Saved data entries

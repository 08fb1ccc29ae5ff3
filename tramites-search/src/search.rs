//! Combined listing search over trámites and OPAs, as used by the public
//! catalogue and the staff management panels.
//!
//! Stages run in a fixed order: service kind, simple field filters, the
//! advanced filter tree, then the free-text query. Pagination applies last.

use crate::coerce::{strict_equals, to_display_string};
use crate::config::{PortalConfig, DEFAULT_PAGE_SIZE};
use crate::group::{evaluate_filter_group, FilterGroup};
use crate::normalize::{normalize_for_search, search_matches, SearchOptions};
use crate::ServiceRecord;
use indexmap::IndexMap;
use log::debug;
use serde::{Deserialize, Serialize};
use serde_json::Value;
use std::str::FromStr;

/// Record key holding the service kind (`"tramite"` or `"opa"`).
pub const KIND_FIELD: &str = "tipo";

#[derive(Debug, Clone, Copy, PartialEq, Eq, Hash, Serialize, Deserialize)]
#[serde(rename_all = "lowercase")]
pub enum ServiceKind {
    Tramite,
    Opa,
}

impl ServiceKind {
    pub fn of(record: &ServiceRecord) -> Option<ServiceKind> {
        record
            .get(KIND_FIELD)
            .and_then(Value::as_str)
            .and_then(|s| s.parse().ok())
    }

    pub fn label(&self) -> &'static str {
        match self {
            ServiceKind::Tramite => "Trámite",
            ServiceKind::Opa => "OPA",
        }
    }
}

impl FromStr for ServiceKind {
    type Err = String;

    fn from_str(s: &str) -> Result<Self, Self::Err> {
        match normalize_for_search(s).as_str() {
            "tramite" | "tramites" => Ok(ServiceKind::Tramite),
            "opa" | "opas" => Ok(ServiceKind::Opa),
            _ => Err(format!("Invalid service kind: {}", s)),
        }
    }
}

impl std::fmt::Display for ServiceKind {
    fn fmt(&self, f: &mut std::fmt::Formatter<'_>) -> std::fmt::Result {
        match self {
            ServiceKind::Tramite => write!(f, "tramite"),
            ServiceKind::Opa => write!(f, "opa"),
        }
    }
}

pub fn default_search_fields() -> Vec<String> {
    ["nombre", "descripcion", "codigo_unico"]
        .iter()
        .map(|s| s.to_string())
        .collect()
}

#[derive(Debug, Clone, PartialEq, Serialize, Deserialize)]
#[serde(default, rename_all = "camelCase")]
pub struct UnifiedSearch {
    pub query: String,
    pub search_fields: Vec<String>,
    pub options: SearchOptions,
    pub kind: Option<ServiceKind>,
    /// Field equality filters; `null` and `""` entries are ignored.
    pub filters: IndexMap<String, Value>,
    pub advanced: Option<FilterGroup>,
    /// 1-based.
    pub page: usize,
    /// 0 returns every match on one page.
    pub page_size: usize,
}

impl Default for UnifiedSearch {
    fn default() -> Self {
        Self {
            query: String::new(),
            search_fields: default_search_fields(),
            options: SearchOptions::default(),
            kind: None,
            filters: IndexMap::new(),
            advanced: None,
            page: 1,
            page_size: DEFAULT_PAGE_SIZE,
        }
    }
}

impl UnifiedSearch {
    pub fn new(query: impl Into<String>) -> Self {
        Self {
            query: query.into(),
            ..Self::default()
        }
    }

    pub fn from_config(query: impl Into<String>, config: &PortalConfig) -> Self {
        let mut search = Self::new(query);
        search.search_fields = config.search_fields.clone();
        search.page_size = config.page_size;
        search.options.fuzzy_tolerance = config.fuzzy_tolerance;
        search
    }

    pub fn with_options(mut self, options: SearchOptions) -> Self {
        self.options = options;
        self
    }

    pub fn with_kind(mut self, kind: ServiceKind) -> Self {
        self.kind = Some(kind);
        self
    }

    pub fn with_filter(mut self, field: impl Into<String>, value: Value) -> Self {
        self.filters.insert(field.into(), value);
        self
    }

    pub fn with_advanced(mut self, group: FilterGroup) -> Self {
        self.advanced = Some(group);
        self
    }

    pub fn with_page(mut self, page: usize, page_size: usize) -> Self {
        self.page = page;
        self.page_size = page_size;
        self
    }
}

#[derive(Debug, Clone, PartialEq, Serialize)]
#[serde(rename_all = "camelCase")]
pub struct SearchPage {
    pub items: Vec<ServiceRecord>,
    pub total: usize,
    pub page: usize,
    pub page_size: usize,
    pub total_pages: usize,
    /// Trámites among all matches, not just this page.
    pub tramites: usize,
    pub opas: usize,
}

fn searchable_text(value: &Value) -> Option<String> {
    match value {
        Value::Null | Value::Object(_) => None,
        Value::String(s) => Some(s.clone()),
        other => Some(to_display_string(other)),
    }
}

/// Whether any of `fields` matches `query`. A blank query matches everything.
pub fn matches_query(
    record: &ServiceRecord,
    query: &str,
    fields: &[String],
    options: &SearchOptions,
) -> bool {
    let query = query.trim();
    if query.is_empty() {
        return true;
    }
    fields.iter().any(|field| {
        record
            .get(field)
            .and_then(searchable_text)
            .map_or(false, |text| search_matches(query, &text, options))
    })
}

/// Whether the record equals every set filter value.
pub fn matches_simple_filters(record: &ServiceRecord, filters: &IndexMap<String, Value>) -> bool {
    filters
        .iter()
        .filter(|(_, expected)| match expected {
            Value::Null => false,
            Value::String(s) => !s.is_empty(),
            _ => true,
        })
        .all(|(field, expected)| strict_equals(record.get(field), expected))
}

pub fn search_services(records: &[ServiceRecord], request: &UnifiedSearch) -> SearchPage {
    let by_kind: Vec<&ServiceRecord> = records
        .iter()
        .filter(|record| {
            request
                .kind
                .map_or(true, |kind| ServiceKind::of(record) == Some(kind))
        })
        .collect();
    let by_filters: Vec<&ServiceRecord> = by_kind
        .iter()
        .copied()
        .filter(|record| matches_simple_filters(record, &request.filters))
        .filter(|record| {
            request
                .advanced
                .as_ref()
                .map_or(true, |group| evaluate_filter_group(record, group))
        })
        .collect();
    let matched: Vec<&ServiceRecord> = by_filters
        .iter()
        .copied()
        .filter(|record| {
            matches_query(
                record,
                &request.query,
                &request.search_fields,
                &request.options,
            )
        })
        .collect();
    debug!(
        "Unified search {:?}: {} records, {} after kind, {} after filters, {} after query",
        request.query,
        records.len(),
        by_kind.len(),
        by_filters.len(),
        matched.len()
    );

    let total = matched.len();
    let tramites = matched
        .iter()
        .filter(|record| ServiceKind::of(record) == Some(ServiceKind::Tramite))
        .count();
    let opas = matched
        .iter()
        .filter(|record| ServiceKind::of(record) == Some(ServiceKind::Opa))
        .count();

    let page = request.page.max(1);
    let (items, page_size, total_pages): (Vec<ServiceRecord>, usize, usize) =
        if request.page_size == 0 {
            (
                matched.into_iter().cloned().collect(),
                total,
                usize::from(total > 0),
            )
        } else {
            (
                matched
                    .into_iter()
                    .skip((page - 1).saturating_mul(request.page_size))
                    .take(request.page_size)
                    .cloned()
                    .collect(),
                request.page_size,
                total.div_ceil(request.page_size),
            )
        };

    SearchPage {
        items,
        total,
        page,
        page_size,
        total_pages,
        tramites,
        opas,
    }
}

#[cfg(test)]
mod tests {
    use super::*;
    use serde_json::json;

    #[test]
    fn test_service_kind_parse() {
        assert_eq!("Trámite".parse::<ServiceKind>(), Ok(ServiceKind::Tramite));
        assert_eq!("OPAs".parse::<ServiceKind>(), Ok(ServiceKind::Opa));
        assert!("licencia".parse::<ServiceKind>().is_err());
        assert_eq!(
            serde_json::to_value(ServiceKind::Tramite).unwrap(),
            json!("tramite")
        );
    }

    #[test]
    fn test_simple_filters_skip_blank_values() {
        let record = json!({"dependencia_id": 4, "tiene_pago": true})
            .as_object()
            .cloned()
            .unwrap();
        let mut filters = IndexMap::new();
        filters.insert("dependencia_id".to_string(), json!(4));
        filters.insert("subdependencia_id".to_string(), json!(""));
        filters.insert("estado".to_string(), Value::Null);
        assert!(matches_simple_filters(&record, &filters));
        filters.insert("tiene_pago".to_string(), json!(false));
        assert!(!matches_simple_filters(&record, &filters));
    }

    #[test]
    fn test_matches_query_across_fields() {
        let record = json!({"nombre": "Paz y salvo", "codigo_unico": "T-0042", "valor": 12000})
            .as_object()
            .cloned()
            .unwrap();
        let fields = vec![
            "nombre".to_string(),
            "codigo_unico".to_string(),
            "valor".to_string(),
        ];
        let opts = SearchOptions::default();
        assert!(matches_query(&record, "t-0042", &fields, &opts));
        assert!(matches_query(&record, "12000", &fields, &opts));
        assert!(matches_query(&record, "   ", &fields, &opts));
        assert!(!matches_query(&record, "licencia", &fields, &opts));
    }
}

**WHAT THE TASK REQUIRES**
Give only the number of lines in the data that hold the string "Serialize".

**RESPONSE TO THE TASK**
4